# EXTRACTED DATA:
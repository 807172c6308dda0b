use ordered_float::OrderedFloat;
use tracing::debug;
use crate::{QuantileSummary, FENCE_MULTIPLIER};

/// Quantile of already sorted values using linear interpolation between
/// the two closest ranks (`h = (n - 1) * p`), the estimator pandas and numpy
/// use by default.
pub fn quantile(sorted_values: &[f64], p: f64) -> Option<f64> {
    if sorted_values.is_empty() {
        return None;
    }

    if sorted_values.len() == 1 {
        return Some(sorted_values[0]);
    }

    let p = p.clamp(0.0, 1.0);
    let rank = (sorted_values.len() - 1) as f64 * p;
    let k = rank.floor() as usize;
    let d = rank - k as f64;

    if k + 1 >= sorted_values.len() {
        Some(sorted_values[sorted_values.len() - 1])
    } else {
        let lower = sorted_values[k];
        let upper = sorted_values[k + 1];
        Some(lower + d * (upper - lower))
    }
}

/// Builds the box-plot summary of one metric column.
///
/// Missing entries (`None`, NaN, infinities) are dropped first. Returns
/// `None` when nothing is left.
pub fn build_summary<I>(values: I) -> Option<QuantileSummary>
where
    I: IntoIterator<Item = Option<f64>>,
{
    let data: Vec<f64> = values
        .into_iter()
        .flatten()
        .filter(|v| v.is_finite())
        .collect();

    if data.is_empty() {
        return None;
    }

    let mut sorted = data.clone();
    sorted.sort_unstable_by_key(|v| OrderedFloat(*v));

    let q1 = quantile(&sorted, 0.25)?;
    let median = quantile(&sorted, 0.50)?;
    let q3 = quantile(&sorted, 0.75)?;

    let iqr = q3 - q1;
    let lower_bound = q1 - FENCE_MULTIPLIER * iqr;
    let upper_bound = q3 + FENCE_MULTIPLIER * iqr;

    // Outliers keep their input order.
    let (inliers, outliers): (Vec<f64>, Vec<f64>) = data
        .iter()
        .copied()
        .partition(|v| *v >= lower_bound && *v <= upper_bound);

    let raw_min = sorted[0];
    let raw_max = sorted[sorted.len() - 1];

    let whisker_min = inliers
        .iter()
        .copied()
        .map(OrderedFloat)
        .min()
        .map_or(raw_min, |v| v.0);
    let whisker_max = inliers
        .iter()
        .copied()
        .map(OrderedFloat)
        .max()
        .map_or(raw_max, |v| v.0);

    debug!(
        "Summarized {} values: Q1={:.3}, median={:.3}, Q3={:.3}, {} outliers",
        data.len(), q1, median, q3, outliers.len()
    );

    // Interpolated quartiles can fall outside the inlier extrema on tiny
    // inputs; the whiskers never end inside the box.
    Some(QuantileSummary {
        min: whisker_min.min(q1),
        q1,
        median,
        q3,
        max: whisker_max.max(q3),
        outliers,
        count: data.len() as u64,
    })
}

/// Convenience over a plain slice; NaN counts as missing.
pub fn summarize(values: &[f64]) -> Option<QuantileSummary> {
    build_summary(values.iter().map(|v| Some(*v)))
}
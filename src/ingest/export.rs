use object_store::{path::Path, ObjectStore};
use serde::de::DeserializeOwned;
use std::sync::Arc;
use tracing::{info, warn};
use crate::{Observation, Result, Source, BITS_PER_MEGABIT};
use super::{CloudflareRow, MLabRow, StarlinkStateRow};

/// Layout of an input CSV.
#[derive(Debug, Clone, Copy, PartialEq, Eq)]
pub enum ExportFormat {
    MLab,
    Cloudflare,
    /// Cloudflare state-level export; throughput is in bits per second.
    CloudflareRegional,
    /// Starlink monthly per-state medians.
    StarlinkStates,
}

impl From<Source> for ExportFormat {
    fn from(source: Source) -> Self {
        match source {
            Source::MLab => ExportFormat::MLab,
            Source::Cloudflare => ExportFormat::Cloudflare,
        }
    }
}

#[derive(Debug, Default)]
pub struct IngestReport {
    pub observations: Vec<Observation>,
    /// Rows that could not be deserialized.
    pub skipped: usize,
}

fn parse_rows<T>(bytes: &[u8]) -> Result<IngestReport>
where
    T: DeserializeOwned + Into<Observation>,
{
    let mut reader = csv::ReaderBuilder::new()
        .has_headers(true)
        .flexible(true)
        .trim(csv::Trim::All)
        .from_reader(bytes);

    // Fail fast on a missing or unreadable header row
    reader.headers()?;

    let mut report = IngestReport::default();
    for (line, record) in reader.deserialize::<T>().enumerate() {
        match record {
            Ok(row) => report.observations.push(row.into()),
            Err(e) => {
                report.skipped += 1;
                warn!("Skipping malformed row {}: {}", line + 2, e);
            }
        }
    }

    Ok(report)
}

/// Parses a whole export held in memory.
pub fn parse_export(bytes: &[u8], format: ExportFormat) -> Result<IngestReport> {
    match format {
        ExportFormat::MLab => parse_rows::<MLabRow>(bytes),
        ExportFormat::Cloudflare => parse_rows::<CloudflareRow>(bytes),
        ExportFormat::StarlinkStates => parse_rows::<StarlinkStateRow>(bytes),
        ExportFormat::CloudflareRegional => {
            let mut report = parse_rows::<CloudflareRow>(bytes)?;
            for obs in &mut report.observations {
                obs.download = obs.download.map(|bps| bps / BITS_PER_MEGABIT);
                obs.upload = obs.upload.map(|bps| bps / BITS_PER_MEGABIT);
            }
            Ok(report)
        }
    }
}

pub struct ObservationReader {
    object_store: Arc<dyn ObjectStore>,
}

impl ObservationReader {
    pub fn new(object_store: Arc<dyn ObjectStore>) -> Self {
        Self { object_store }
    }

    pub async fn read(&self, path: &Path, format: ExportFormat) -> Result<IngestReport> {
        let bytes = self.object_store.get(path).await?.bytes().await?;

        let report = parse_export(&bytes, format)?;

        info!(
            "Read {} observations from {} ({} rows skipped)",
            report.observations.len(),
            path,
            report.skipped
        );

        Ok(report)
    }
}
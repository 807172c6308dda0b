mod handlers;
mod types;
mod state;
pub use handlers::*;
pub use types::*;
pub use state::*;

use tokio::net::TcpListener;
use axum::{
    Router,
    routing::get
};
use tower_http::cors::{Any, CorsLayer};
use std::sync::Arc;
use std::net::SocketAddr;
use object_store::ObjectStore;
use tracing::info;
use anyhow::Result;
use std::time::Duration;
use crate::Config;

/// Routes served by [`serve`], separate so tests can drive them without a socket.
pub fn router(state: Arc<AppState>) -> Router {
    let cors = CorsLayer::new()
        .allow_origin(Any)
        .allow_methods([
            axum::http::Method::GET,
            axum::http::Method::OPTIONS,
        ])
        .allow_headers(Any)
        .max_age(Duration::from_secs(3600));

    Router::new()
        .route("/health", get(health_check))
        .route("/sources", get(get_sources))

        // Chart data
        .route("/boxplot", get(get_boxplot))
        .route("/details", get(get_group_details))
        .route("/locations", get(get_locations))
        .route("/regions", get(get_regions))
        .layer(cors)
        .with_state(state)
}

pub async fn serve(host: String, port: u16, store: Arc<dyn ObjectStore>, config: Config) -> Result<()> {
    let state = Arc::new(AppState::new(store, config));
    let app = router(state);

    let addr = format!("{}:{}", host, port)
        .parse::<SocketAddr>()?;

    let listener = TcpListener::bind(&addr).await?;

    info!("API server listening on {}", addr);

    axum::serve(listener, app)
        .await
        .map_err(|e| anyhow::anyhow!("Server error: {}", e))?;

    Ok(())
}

# WHAT YOU SHOULD DO:
Since only part of the listing is wanted, copy exactly the lines from the one holding "for obs in &mut" to the one holding "pub struct ObservationReader", both included.

# OUTPUT OF THE TASK:
            for obs in &mut report.observations {
                obs.download = obs.download.map(|bps| bps / BITS_PER_MEGABIT);
                obs.upload = obs.upload.map(|bps| bps / BITS_PER_MEGABIT);
            }
            Ok(report)
        }
    }
}

pub struct ObservationReader {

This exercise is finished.